### ABOUT THIS EXERCISE
All lines of the records below that contain the word "cors" must be listed.
==============================
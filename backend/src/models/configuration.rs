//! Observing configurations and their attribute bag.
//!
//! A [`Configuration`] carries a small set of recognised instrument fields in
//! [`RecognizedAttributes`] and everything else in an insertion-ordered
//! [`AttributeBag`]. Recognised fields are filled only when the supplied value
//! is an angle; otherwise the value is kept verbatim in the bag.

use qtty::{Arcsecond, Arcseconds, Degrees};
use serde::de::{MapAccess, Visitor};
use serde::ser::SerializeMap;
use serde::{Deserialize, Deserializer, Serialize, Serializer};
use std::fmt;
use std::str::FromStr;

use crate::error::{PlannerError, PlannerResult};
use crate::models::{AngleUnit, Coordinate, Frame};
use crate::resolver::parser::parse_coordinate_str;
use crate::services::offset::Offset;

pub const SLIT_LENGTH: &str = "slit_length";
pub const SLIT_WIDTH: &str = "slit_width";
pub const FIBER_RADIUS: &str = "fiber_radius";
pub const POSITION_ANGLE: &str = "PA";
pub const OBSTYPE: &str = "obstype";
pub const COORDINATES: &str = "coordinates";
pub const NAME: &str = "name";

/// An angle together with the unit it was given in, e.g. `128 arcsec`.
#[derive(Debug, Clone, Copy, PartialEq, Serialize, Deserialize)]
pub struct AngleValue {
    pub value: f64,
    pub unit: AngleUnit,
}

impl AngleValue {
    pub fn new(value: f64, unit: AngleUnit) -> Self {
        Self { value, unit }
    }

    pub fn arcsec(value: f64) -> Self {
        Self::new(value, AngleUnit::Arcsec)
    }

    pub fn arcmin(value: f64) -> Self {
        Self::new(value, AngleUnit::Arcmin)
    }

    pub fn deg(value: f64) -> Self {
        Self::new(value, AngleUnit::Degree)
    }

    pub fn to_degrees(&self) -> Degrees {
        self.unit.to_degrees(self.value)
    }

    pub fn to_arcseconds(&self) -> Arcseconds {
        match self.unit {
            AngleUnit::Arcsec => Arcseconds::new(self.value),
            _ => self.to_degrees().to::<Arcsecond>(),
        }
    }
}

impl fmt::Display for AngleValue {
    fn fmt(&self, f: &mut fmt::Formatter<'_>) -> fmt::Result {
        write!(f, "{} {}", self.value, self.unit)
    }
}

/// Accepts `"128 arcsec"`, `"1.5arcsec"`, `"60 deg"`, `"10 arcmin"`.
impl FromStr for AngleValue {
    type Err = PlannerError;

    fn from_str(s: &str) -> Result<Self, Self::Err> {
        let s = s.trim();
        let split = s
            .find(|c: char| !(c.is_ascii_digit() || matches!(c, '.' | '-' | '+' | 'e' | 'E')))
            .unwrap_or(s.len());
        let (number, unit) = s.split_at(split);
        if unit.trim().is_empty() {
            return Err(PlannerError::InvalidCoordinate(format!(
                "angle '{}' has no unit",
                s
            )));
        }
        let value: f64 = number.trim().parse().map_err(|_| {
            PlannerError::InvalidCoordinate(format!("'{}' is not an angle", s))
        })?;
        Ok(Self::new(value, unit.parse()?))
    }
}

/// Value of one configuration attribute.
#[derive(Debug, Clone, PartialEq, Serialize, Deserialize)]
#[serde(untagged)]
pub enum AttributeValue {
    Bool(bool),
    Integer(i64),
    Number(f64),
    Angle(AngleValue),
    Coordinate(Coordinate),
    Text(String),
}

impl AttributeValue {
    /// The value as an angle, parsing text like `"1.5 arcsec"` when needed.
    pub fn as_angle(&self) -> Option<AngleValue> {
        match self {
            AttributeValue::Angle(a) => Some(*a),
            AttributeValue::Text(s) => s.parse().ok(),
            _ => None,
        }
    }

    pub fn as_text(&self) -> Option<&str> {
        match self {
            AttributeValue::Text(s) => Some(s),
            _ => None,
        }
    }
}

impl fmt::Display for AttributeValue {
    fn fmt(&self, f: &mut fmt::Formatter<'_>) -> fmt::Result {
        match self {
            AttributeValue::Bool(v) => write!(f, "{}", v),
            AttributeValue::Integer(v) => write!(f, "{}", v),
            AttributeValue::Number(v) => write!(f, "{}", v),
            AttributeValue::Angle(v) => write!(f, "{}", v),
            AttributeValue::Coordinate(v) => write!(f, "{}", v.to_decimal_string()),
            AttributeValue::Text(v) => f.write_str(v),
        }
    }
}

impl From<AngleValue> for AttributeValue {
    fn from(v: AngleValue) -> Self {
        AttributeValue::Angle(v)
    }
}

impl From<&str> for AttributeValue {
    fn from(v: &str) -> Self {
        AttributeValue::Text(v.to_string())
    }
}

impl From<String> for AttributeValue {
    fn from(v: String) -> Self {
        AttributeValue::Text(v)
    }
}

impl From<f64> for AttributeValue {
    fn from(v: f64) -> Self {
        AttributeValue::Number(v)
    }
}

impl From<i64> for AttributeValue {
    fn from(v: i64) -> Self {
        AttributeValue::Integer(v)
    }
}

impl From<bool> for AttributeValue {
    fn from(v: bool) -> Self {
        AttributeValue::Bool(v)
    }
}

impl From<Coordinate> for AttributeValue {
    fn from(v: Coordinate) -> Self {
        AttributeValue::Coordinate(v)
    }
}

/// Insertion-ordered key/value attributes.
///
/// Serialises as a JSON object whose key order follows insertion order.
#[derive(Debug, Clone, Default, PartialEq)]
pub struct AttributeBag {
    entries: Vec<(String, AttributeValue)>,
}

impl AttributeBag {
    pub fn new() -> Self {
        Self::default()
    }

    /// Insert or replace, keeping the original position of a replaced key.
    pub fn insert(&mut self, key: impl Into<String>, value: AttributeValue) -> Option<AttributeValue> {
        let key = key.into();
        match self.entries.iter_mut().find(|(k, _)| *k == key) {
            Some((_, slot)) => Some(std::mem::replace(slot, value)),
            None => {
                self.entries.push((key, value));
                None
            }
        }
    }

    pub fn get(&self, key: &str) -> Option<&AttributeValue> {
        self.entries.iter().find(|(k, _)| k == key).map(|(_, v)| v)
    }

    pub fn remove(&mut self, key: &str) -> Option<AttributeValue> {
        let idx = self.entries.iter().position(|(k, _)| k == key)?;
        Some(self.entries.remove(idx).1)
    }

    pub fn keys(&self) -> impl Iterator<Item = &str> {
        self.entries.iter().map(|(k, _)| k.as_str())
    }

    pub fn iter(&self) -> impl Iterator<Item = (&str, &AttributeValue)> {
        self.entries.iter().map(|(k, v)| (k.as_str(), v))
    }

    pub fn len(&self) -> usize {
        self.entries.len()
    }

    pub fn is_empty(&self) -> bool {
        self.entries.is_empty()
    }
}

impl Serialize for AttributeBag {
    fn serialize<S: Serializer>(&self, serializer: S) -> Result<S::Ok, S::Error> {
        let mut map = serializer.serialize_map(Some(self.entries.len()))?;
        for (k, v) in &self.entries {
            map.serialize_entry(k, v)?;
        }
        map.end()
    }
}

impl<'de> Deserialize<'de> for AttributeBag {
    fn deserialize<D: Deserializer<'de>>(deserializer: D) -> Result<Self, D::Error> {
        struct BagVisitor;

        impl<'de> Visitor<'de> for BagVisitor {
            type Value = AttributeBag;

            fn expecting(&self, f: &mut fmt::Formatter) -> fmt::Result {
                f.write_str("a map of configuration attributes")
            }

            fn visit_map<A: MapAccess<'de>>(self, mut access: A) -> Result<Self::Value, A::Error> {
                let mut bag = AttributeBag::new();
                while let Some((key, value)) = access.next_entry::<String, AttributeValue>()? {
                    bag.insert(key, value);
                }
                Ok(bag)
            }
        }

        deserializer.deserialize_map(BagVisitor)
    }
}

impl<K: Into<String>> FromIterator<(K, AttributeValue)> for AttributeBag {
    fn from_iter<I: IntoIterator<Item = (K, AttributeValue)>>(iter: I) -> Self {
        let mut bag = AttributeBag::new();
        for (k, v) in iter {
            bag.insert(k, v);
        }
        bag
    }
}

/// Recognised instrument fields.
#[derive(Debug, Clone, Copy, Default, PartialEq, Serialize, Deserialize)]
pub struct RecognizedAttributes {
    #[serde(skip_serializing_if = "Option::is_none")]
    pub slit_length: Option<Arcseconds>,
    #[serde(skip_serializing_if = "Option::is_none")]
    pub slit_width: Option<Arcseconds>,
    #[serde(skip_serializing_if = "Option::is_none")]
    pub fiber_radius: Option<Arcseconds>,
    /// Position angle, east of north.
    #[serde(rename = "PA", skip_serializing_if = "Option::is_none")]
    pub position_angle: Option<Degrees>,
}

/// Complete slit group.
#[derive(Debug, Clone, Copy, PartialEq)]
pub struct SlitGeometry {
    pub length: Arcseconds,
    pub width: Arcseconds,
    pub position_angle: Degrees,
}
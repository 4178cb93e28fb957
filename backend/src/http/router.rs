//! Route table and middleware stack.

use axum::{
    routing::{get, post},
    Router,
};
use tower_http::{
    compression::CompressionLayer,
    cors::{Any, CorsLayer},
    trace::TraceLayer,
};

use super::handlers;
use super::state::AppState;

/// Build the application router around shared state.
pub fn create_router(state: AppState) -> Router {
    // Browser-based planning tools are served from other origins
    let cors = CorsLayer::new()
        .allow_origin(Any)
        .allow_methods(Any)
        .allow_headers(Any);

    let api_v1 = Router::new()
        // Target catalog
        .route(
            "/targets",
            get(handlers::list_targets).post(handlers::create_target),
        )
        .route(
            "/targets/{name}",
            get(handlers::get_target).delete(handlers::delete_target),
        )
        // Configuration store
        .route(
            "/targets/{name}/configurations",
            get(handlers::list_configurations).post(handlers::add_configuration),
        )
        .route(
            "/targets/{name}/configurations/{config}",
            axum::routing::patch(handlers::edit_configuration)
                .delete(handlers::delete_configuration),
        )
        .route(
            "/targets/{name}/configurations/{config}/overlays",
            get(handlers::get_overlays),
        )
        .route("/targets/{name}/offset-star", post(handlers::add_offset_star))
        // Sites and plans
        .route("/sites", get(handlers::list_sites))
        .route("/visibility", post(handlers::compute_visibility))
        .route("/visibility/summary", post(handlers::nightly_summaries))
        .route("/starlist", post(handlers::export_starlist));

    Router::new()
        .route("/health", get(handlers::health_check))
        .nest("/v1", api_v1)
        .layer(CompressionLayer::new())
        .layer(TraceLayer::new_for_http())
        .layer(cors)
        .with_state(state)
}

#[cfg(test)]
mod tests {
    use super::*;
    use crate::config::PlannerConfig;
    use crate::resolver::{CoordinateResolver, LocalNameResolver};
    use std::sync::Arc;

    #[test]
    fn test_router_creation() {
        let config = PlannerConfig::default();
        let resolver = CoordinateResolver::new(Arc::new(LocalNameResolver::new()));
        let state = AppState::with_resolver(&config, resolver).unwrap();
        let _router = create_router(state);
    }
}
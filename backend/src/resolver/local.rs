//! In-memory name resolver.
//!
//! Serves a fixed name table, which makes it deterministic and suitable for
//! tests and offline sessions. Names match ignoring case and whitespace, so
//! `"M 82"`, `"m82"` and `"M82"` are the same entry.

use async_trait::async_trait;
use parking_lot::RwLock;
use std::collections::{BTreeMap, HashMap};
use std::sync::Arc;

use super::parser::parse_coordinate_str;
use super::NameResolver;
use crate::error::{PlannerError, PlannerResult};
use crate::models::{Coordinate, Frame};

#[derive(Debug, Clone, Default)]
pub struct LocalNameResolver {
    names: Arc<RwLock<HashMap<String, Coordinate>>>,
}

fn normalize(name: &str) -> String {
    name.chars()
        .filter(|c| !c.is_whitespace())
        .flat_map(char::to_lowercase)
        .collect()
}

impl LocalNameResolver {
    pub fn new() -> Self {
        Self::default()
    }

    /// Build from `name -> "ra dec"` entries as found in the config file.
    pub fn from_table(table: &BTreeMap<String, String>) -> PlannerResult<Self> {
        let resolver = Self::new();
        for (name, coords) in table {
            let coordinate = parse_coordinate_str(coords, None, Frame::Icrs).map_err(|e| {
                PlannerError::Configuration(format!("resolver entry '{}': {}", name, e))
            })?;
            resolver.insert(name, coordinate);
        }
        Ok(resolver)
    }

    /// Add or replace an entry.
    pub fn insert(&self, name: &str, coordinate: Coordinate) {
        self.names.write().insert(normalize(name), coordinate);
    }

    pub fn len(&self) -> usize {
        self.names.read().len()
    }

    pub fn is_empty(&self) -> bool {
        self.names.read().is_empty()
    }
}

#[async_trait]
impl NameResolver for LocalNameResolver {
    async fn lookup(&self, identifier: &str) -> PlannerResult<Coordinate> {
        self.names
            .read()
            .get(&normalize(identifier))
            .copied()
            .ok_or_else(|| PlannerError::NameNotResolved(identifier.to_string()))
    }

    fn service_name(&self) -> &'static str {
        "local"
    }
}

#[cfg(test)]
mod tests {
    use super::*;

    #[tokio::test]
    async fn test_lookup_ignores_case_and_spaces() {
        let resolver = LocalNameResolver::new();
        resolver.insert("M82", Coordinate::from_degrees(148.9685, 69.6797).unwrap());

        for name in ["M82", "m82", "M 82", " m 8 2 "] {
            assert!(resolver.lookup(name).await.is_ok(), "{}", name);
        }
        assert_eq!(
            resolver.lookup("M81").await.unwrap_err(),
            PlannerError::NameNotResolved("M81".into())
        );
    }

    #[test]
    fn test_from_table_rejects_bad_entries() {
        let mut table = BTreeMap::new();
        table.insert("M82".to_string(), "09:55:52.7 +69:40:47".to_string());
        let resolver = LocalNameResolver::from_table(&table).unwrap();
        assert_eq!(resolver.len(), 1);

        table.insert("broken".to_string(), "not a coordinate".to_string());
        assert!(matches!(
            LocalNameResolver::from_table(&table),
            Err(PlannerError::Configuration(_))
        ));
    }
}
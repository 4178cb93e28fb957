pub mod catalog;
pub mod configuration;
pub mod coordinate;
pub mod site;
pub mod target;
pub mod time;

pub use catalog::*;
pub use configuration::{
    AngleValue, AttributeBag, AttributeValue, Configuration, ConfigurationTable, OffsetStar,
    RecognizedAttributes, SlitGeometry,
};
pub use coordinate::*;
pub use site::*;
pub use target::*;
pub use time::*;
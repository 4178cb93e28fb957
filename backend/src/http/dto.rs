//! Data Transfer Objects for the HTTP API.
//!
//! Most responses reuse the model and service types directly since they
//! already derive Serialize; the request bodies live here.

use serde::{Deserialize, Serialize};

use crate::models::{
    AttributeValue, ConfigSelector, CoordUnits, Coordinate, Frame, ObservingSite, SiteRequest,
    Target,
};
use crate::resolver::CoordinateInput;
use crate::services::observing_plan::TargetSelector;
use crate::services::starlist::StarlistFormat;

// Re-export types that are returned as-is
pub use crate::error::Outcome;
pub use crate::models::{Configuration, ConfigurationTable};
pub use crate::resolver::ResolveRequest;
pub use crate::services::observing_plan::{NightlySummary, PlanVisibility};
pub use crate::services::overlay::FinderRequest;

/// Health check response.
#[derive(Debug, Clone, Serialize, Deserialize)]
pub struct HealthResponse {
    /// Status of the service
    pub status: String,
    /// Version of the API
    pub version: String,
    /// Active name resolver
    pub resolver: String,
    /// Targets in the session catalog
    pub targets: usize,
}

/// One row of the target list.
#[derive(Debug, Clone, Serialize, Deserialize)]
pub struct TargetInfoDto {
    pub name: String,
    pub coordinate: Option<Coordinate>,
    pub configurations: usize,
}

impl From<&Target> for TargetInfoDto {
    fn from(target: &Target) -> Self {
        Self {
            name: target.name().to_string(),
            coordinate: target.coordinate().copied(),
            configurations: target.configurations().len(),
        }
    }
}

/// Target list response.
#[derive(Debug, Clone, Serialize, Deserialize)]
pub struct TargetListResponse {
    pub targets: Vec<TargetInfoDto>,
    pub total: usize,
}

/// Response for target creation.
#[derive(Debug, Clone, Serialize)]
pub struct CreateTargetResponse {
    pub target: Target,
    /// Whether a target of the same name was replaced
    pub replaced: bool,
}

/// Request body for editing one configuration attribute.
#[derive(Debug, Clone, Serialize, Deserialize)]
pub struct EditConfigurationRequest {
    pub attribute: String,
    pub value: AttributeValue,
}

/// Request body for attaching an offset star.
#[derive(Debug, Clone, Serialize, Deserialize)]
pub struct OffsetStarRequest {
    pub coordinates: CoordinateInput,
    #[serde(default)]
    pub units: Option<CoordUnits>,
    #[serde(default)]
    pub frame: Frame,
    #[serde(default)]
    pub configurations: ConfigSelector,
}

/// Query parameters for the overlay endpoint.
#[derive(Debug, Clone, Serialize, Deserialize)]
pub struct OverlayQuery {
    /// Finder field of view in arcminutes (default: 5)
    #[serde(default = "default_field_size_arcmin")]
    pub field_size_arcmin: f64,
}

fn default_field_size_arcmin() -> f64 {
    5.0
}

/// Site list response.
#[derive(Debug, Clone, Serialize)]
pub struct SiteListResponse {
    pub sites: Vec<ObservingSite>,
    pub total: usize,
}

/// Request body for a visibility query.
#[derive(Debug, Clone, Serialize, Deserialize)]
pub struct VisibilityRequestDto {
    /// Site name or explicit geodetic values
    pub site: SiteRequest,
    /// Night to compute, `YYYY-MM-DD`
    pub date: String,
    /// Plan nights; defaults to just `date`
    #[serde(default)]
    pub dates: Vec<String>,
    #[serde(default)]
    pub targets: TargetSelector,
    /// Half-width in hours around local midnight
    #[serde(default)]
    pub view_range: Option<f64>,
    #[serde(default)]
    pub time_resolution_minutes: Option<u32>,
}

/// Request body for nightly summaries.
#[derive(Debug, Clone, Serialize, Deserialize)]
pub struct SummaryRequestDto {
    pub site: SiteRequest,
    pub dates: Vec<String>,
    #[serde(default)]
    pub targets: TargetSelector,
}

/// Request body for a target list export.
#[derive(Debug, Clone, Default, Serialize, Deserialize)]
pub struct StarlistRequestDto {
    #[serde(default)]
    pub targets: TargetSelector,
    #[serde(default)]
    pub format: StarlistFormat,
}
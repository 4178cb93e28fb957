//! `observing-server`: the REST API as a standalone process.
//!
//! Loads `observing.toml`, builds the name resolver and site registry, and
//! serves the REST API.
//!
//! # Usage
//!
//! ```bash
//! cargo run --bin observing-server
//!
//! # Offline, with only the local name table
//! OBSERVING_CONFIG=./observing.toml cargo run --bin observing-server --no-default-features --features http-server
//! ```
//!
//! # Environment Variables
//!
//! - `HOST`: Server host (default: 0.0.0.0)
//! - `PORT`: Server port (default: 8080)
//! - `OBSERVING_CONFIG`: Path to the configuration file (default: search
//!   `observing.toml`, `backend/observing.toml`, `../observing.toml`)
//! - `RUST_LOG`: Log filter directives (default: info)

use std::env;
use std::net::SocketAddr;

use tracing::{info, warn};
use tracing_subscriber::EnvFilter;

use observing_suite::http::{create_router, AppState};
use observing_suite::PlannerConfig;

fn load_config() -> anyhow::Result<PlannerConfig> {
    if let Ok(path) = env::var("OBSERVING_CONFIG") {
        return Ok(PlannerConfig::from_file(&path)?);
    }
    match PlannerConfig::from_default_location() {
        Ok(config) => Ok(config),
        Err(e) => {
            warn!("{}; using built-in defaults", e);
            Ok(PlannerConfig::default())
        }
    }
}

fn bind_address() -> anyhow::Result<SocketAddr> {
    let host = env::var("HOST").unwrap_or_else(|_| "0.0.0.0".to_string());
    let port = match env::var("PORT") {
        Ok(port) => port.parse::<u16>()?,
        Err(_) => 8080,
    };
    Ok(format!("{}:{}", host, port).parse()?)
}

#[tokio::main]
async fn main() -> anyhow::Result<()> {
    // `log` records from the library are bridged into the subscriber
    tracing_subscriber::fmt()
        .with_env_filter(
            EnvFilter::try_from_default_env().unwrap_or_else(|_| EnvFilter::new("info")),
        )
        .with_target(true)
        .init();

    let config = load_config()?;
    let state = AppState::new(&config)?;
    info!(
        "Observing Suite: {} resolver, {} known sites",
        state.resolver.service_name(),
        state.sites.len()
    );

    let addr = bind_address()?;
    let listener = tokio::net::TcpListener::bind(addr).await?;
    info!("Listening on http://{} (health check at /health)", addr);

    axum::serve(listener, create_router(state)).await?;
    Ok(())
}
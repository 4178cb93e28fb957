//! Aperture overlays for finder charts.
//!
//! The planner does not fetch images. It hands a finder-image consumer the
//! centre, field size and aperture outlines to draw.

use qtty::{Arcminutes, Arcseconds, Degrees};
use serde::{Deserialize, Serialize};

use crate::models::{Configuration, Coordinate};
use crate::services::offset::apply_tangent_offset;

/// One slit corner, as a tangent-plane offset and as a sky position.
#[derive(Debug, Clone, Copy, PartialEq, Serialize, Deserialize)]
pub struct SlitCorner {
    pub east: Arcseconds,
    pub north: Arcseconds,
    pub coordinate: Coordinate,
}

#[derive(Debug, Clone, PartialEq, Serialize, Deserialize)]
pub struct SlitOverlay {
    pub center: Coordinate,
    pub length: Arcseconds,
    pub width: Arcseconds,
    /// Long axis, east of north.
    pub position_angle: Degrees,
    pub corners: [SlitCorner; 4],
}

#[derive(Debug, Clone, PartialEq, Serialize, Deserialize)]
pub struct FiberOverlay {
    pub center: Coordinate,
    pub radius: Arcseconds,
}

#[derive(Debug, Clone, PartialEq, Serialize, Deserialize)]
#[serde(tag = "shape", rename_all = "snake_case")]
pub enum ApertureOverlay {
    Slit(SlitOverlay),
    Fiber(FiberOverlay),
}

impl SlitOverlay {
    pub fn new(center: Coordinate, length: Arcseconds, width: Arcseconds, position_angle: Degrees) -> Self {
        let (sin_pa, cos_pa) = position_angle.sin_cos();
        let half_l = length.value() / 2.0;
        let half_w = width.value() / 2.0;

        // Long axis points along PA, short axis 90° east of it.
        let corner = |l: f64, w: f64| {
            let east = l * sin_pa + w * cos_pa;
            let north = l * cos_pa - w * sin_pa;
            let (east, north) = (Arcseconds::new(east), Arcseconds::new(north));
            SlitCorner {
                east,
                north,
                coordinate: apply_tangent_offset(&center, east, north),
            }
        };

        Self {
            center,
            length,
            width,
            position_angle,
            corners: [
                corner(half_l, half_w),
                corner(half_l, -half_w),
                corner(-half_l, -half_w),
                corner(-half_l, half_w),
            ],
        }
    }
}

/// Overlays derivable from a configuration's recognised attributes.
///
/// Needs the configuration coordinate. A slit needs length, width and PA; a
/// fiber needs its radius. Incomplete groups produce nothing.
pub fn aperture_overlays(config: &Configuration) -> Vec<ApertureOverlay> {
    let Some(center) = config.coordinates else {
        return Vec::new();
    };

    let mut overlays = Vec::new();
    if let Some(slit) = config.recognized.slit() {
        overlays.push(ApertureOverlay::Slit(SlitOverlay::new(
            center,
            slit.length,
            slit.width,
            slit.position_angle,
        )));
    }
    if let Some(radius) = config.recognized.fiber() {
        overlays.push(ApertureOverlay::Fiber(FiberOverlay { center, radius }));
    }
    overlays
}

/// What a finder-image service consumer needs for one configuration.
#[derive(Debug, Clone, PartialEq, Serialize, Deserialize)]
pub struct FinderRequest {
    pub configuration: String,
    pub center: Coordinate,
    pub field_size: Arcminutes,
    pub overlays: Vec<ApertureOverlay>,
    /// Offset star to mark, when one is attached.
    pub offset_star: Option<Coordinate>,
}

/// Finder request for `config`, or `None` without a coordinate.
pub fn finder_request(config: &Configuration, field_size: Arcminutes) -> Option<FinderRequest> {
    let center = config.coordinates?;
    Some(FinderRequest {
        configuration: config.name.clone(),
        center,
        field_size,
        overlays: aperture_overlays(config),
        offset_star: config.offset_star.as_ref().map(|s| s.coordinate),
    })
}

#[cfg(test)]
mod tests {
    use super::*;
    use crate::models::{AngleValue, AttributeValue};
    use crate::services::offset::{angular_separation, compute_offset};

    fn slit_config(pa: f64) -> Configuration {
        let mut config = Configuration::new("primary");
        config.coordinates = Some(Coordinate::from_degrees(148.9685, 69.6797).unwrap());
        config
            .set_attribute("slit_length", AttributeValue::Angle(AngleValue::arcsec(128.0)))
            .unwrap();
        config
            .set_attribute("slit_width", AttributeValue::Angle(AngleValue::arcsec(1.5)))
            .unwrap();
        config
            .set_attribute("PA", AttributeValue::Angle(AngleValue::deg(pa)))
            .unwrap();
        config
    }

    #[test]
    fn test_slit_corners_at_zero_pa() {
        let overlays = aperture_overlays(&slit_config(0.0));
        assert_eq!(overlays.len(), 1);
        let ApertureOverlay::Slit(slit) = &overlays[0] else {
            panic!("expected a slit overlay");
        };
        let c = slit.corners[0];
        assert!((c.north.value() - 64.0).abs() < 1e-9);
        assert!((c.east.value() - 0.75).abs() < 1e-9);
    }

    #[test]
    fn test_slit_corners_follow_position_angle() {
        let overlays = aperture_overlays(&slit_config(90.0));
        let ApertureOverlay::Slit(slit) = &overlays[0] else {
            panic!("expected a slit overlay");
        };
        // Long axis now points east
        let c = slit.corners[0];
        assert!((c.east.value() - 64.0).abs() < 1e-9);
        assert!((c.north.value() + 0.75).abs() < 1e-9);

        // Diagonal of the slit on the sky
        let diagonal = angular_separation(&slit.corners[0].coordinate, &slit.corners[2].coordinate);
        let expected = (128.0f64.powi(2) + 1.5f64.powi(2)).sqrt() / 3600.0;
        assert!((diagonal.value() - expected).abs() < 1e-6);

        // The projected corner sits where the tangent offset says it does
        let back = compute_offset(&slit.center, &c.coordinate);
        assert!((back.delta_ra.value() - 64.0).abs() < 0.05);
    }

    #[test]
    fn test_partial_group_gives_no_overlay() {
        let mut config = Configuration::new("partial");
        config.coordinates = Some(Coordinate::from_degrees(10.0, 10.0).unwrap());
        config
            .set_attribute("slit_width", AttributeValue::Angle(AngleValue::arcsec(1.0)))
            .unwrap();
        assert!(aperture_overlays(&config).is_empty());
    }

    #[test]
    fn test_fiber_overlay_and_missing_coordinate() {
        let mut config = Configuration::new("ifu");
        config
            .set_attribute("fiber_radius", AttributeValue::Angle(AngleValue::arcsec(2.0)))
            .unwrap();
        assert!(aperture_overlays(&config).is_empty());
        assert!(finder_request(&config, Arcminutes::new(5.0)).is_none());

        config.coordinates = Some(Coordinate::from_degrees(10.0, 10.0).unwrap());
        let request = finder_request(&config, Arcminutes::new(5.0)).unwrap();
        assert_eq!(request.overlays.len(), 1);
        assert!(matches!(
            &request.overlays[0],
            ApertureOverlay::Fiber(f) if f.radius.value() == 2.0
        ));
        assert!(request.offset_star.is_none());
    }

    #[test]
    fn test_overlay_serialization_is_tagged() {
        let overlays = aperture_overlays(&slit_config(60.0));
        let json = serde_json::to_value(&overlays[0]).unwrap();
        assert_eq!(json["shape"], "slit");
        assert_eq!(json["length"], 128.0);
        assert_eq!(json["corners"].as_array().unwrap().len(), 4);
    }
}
==============================
### EXERCISE ANSWER
    cors::{Any, CorsLayer},
    let cors = CorsLayer::new()
        .layer(cors)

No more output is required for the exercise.